Problem to solve:
Exactly as written, transcribe each record below.

Source records:
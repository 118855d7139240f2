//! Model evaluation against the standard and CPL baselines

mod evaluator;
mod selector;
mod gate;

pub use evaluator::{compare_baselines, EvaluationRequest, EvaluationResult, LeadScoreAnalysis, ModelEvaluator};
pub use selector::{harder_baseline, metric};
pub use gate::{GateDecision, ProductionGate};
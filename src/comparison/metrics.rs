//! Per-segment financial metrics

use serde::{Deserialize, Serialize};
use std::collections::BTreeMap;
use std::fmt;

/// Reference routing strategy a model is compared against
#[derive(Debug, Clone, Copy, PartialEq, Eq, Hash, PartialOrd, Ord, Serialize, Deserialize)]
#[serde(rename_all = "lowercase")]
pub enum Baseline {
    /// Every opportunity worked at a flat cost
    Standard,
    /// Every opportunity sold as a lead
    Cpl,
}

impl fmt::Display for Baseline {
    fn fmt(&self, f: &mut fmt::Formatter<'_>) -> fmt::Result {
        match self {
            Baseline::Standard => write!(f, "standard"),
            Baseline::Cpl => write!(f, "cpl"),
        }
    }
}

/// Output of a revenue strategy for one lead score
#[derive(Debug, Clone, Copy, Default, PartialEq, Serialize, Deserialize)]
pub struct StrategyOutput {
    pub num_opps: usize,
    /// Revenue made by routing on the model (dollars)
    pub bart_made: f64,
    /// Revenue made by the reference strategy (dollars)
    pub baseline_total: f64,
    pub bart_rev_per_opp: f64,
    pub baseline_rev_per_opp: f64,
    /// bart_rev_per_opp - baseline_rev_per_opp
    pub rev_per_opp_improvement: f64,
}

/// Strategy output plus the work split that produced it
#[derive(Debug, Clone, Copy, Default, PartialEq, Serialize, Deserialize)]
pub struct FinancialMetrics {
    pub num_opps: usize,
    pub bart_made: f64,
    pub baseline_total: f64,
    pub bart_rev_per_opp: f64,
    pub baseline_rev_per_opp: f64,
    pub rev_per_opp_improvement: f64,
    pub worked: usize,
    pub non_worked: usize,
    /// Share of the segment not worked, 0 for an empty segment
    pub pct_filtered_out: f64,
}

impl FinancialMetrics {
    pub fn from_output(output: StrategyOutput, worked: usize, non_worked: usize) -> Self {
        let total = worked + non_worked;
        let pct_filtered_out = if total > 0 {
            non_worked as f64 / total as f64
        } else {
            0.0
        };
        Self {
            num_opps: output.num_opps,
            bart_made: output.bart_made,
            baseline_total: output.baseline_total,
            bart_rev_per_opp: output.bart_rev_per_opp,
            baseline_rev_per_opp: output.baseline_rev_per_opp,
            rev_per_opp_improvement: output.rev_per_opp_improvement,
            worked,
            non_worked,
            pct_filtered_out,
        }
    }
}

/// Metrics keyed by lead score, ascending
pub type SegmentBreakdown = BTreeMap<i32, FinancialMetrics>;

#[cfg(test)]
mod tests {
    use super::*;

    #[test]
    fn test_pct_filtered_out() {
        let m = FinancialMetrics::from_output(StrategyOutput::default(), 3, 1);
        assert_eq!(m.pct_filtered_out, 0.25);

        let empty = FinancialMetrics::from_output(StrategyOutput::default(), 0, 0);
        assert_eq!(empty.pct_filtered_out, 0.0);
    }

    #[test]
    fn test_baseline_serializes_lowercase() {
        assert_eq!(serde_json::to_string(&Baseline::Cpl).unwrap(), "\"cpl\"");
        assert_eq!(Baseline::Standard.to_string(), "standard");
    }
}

Completed exercise:
repository 118855d7139240f2
//! Model evaluation against the standard and CPL baselines

mod evaluator;
mod selector;
mod gate;

pub use evaluator::{compare_baselines, EvaluationRequest, EvaluationResult, LeadScoreAnalysis, ModelEvaluator};
pub use selector::{harder_baseline, metric};
pub use gate::{GateDecision, ProductionGate};
filename src/comparison/metrics.rs
//! Per-segment financial metrics

use serde::{Deserialize, Serialize};
use std::collections::BTreeMap;
use std::fmt;

/// Reference routing strategy a model is compared against
#[derive(Debug, Clone, Copy, PartialEq, Eq, Hash, PartialOrd, Ord, Serialize, Deserialize)]
#[serde(rename_all = "lowercase")]
pub enum Baseline {
    /// Every opportunity worked at a flat cost
    Standard,
    /// Every opportunity sold as a lead
    Cpl,
}

impl fmt::Display for Baseline {
    fn fmt(&self, f: &mut fmt::Formatter<'_>) -> fmt::Result {
        match self {
            Baseline::Standard => write!(f, "standard"),
            Baseline::Cpl => write!(f, "cpl"),
        }
    }
}

/// Output of a revenue strategy for one lead score
#[derive(Debug, Clone, Copy, Default, PartialEq, Serialize, Deserialize)]
pub struct StrategyOutput {
    pub num_opps: usize,
    /// Revenue made by routing on the model (dollars)
    pub bart_made: f64,
    /// Revenue made by the reference strategy (dollars)
    pub baseline_total: f64,
    pub bart_rev_per_opp: f64,
    pub baseline_rev_per_opp: f64,
    /// bart_rev_per_opp - baseline_rev_per_opp
    pub rev_per_opp_improvement: f64,
}

/// Strategy output plus the work split that produced it
#[derive(Debug, Clone, Copy, Default, PartialEq, Serialize, Deserialize)]
pub struct FinancialMetrics {
    pub num_opps: usize,
    pub bart_made: f64,
    pub baseline_total: f64,
    pub bart_rev_per_opp: f64,
    pub baseline_rev_per_opp: f64,
    pub rev_per_opp_improvement: f64,
    pub worked: usize,
    pub non_worked: usize,
    /// Share of the segment not worked, 0 for an empty segment
    pub pct_filtered_out: f64,
}

impl FinancialMetrics {
    pub fn from_output(output: StrategyOutput, worked: usize, non_worked: usize) -> Self {
        let total = worked + non_worked;
        let pct_filtered_out = if total > 0 {
            non_worked as f64 / total as f64
        } else {
            0.0
        };
        Self {
            num_opps: output.num_opps,
            bart_made: output.bart_made,
            baseline_total: output.baseline_total,
            bart_rev_per_opp: output.bart_rev_per_opp,
            baseline_rev_per_opp: output.baseline_rev_per_opp,
            rev_per_opp_improvement: output.rev_per_opp_improvement,
            worked,
            non_worked,
            pct_filtered_out,
        }
    }
}

/// Metrics keyed by lead score, ascending
pub type SegmentBreakdown = BTreeMap<i32, FinancialMetrics>;

#[cfg(test)]
mod tests {
    use super::*;

    #[test]
    fn test_pct_filtered_out() {
        let m = FinancialMetrics::from_output(StrategyOutput::default(), 3, 1);
        assert_eq!(m.pct_filtered_out, 0.25);

        let empty = FinancialMetrics::from_output(StrategyOutput::default(), 0, 0);
        assert_eq!(empty.pct_filtered_out, 0.0);
    }

    #[test]
    fn test_baseline_serializes_lowercase() {
        assert_eq!(serde_json::to_string(&Baseline::Cpl).unwrap(), "\"cpl\"");
        assert_eq!(Baseline::Standard.to_string(), "standard");
    }
}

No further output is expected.